Dear Friends:
What a couple of weeks it's been! A lot of things have gone on since my last letter.
First: The Bad Bill
All bills and resolutions that are introduced in the House or Senate are first referred to one of the chamber's committees for consideration. In committee - theoretically at least - legislation is subjected to careful scrutiny. It is examined to see if it does what it purports to do, how it fits in with existing law, whether it would produce unintended consequences. The committee system is designed to act as a filter, making sure that a Bad Bill doesn't reach the floor of the House or Senate.
The system doesn't always work, and too often a remarkably Bad Bill ends up before the House.
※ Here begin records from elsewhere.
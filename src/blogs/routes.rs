use super::handlers;
use axum::{routing::get, Router};

/// Creates the blogs router
///
/// Reads are public; everything else requires a bearer credential and
/// update/delete additionally require ownership of the post.
pub fn blogs_routes() -> Router {
    Router::new()
        .route(
            "/api/blogs",
            get(handlers::list_posts).post(handlers::create_post),
        )
        .route("/api/blogs/user/me", get(handlers::list_my_posts))
        .route(
            "/api/blogs/:id",
            get(handlers::get_post)
                .put(handlers::update_post)
                .delete(handlers::delete_post),
        )
}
One such came up the week before last. It was a resolution that would ask the Congress to declare a list of matters, dealing with the First Amendment's protection of freedom of religion, off limits for lower Federal courts. They would be powerless to hear cases involving the National Motto, the Pledge of Allegiance (which the resolution quotes in full, just in case anybody has forgotten the wording), and the Ten Commandments.
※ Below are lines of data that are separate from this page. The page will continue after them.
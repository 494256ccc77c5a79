// Helper functions for safe logging, timestamps and tag storage

use chrono::{DateTime, SecondsFormat, Utc};

/// Masks email addresses for safe logging
/// Prevents sensitive data exposure while preserving debugging utility
///
/// # Example
/// ```ignore
/// let masked = safe_email_log("user@example.com");
/// // Returns: "u***@example.com"
/// ```
pub fn safe_email_log(email: &str) -> String {
    if email.len() > 3 {
        let parts: Vec<&str> = email.split('@').collect();
        if parts.len() == 2 && !parts[0].is_empty() {
            let first: String = parts[0].chars().take(1).collect();
            format!("{}***@{}", first, parts[1])
        } else {
            "***@***.***".to_string()
        }
    } else {
        "***@***.***".to_string()
    }
}

/// Masks tokens for safe logging
/// Shows only first and last 4 characters
pub fn safe_token_log(token: &str) -> String {
    if token.len() > 8 && token.is_ascii() {
        format!("{}...{}", &token[..4], &token[token.len() - 4..])
    } else {
        "***".to_string()
    }
}

/// Timestamp format stored in every `*_at` column (RFC 3339, UTC, microseconds)
pub fn format_timestamp(at: DateTime<Utc>) -> String {
    at.to_rfc3339_opts(SecondsFormat::Micros, true)
}

pub fn now_timestamp() -> String {
    format_timestamp(Utc::now())
}

/// Decodes the JSON array kept in a TEXT tags column
pub fn tags_from_column(raw: Option<&str>) -> Vec<String> {
    raw.and_then(|json| serde_json::from_str(json).ok())
        .unwrap_or_default()
}

/// Encodes tags for the TEXT tags column
pub fn tags_to_column(tags: &[String]) -> String {
    serde_json::to_string(tags).unwrap_or_else(|_| "[]".to_string())
}

#[cfg(test)]
mod tests {
    use super::*;
    use chrono::TimeZone;

    #[test]
    fn test_safe_email_log_masks_local_part() {
        assert_eq!(safe_email_log("user@example.com"), "u***@example.com");
        assert_eq!(safe_email_log("a@b"), "***@***.***");
        assert_eq!(safe_email_log("not-an-email"), "***@***.***");
    }

    #[test]
    fn test_safe_token_log() {
        assert_eq!(safe_token_log("eyJhbGciOiJIUzI1NiJ9"), "eyJh...NiJ9");
        assert_eq!(safe_token_log("short"), "***");
    }

    #[test]
    fn test_timestamp_has_fixed_precision() {
        let at = Utc.with_ymd_and_hms(2024, 1, 1, 12, 0, 0).unwrap();
        assert_eq!(format_timestamp(at), "2024-01-01T12:00:00.000000Z");
    }

    #[test]
    fn test_tags_column_round_trip_and_garbage() {
        let tags = vec!["rust".to_string(), "web".to_string()];
        let column = tags_to_column(&tags);
        assert_eq!(column, r#"["rust","web"]"#);
        assert_eq!(tags_from_column(Some(&column)), tags);
        assert!(tags_from_column(Some("not json")).is_empty());
        assert!(tags_from_column(None).is_empty());
    }
}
What in the world is this all about? The National Motto and Pledge of Allegiance are just sideshows: the driving force behind this odd resolution is the case of a former Chief Justice of the Alabama Supreme Court named Roy Moore. Several years ago, in the dead of night, he decided to make a statement of his personal religious beliefs by installing a massive granite display of the Ten Commandments in the lobby of the State Supreme Court building. When a Federal court ruled that this violated the First Amendment to the United States Constitution and ordered it taken out, Roy Moore refused.
For his defiance of the rule of law, a state ethics panel removed Roy Moore from office. His actions brought notoriety - and some would say discredit - to the state of Alabama and gained him a great deal of publicity and mention as a future political candidate. (It also made him a poster boy for why Virginia should never follow Alabama's lead and choose its judges by popular election.)
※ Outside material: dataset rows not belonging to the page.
// Error handling types for the API

use axum::{http::StatusCode, response::IntoResponse, Json};
use serde::Serialize;
use std::fmt;
use tracing::error;

use super::validation::ValidationResult;

/// API error types
#[derive(Debug)]
pub enum ApiError {
    Unauthorized(String),
    Forbidden(String),
    BadRequest(String),
    NotFound(String),
    InternalServer(String),
    ServiceUnavailable(String),
    DatabaseError(sqlx::Error),
    ValidationError(String),
}

impl fmt::Display for ApiError {
    fn fmt(&self, f: &mut fmt::Formatter<'_>) -> fmt::Result {
        match self {
            ApiError::Unauthorized(msg) => write!(f, "Unauthorized: {}", msg),
            ApiError::Forbidden(msg) => write!(f, "Forbidden: {}", msg),
            ApiError::BadRequest(msg) => write!(f, "Bad Request: {}", msg),
            ApiError::NotFound(msg) => write!(f, "Not Found: {}", msg),
            ApiError::InternalServer(msg) => write!(f, "Internal Server Error: {}", msg),
            ApiError::ServiceUnavailable(msg) => write!(f, "Service Unavailable: {}", msg),
            ApiError::DatabaseError(e) => write!(f, "Database Error: {}", e),
            ApiError::ValidationError(msg) => write!(f, "Validation Error: {}", msg),
        }
    }
}

impl ApiError {
    /// HTTP status this error is reported with
    pub fn status(&self) -> StatusCode {
        match self {
            ApiError::Unauthorized(_) => StatusCode::UNAUTHORIZED,
            ApiError::Forbidden(_) => StatusCode::FORBIDDEN,
            ApiError::BadRequest(_) | ApiError::ValidationError(_) => StatusCode::BAD_REQUEST,
            ApiError::NotFound(_) => StatusCode::NOT_FOUND,
            ApiError::ServiceUnavailable(_) => StatusCode::SERVICE_UNAVAILABLE,
            ApiError::InternalServer(_) | ApiError::DatabaseError(_) => {
                StatusCode::INTERNAL_SERVER_ERROR
            }
        }
    }
}

/// JSON error response structure
#[derive(Serialize)]
pub struct ErrorResponse {
    pub error: String,
    pub code: String,
}

impl IntoResponse for ApiError {
    fn into_response(self) -> axum::response::Response {
        let status = self.status();
        let (error_message, code) = match self {
            ApiError::Unauthorized(msg) => (msg, "UNAUTHORIZED"),
            ApiError::Forbidden(msg) => (msg, "FORBIDDEN"),
            ApiError::BadRequest(msg) => (msg, "BAD_REQUEST"),
            ApiError::NotFound(msg) => (msg, "NOT_FOUND"),
            ApiError::InternalServer(msg) => (msg, "INTERNAL_SERVER_ERROR"),
            ApiError::ServiceUnavailable(msg) => (msg, "SERVICE_UNAVAILABLE"),
            ApiError::DatabaseError(e) => {
                // Store detail stays in the log, never in the response body
                error!(error = %e, "Database error occurred");
                ("Database operation failed".to_string(), "DATABASE_ERROR")
            }
            ApiError::ValidationError(msg) => (msg, "VALIDATION_ERROR"),
        };

        let error_response = ErrorResponse {
            error: error_message,
            code: code.to_string(),
        };

        (status, Json(error_response)).into_response()
    }
}

/// Collected field errors become a single 400 with every message
impl From<ValidationResult> for ApiError {
    fn from(result: ValidationResult) -> Self {
        if result.is_valid {
            ApiError::InternalServer(
                "Validation result was valid but converted to error".to_string(),
            )
        } else {
            ApiError::ValidationError(result.to_string())
        }
    }
}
The "Roy Moore Resolution" would reopen issues that were settled decades and centuries ago - issues about the Federal courts' authority to protect all Americans' rights. It's ironic that the resolution quotes the words of the Pledge of Allegiance, because its goal would be to subvert two of the Pledge's most important words: "One Nation." We are One Nation with one Constitution, one Bill of Rights, and one legal system that protects those rights, whether we live in Alabama or Virginia or Utah. The resolution would seek to undermine that principle.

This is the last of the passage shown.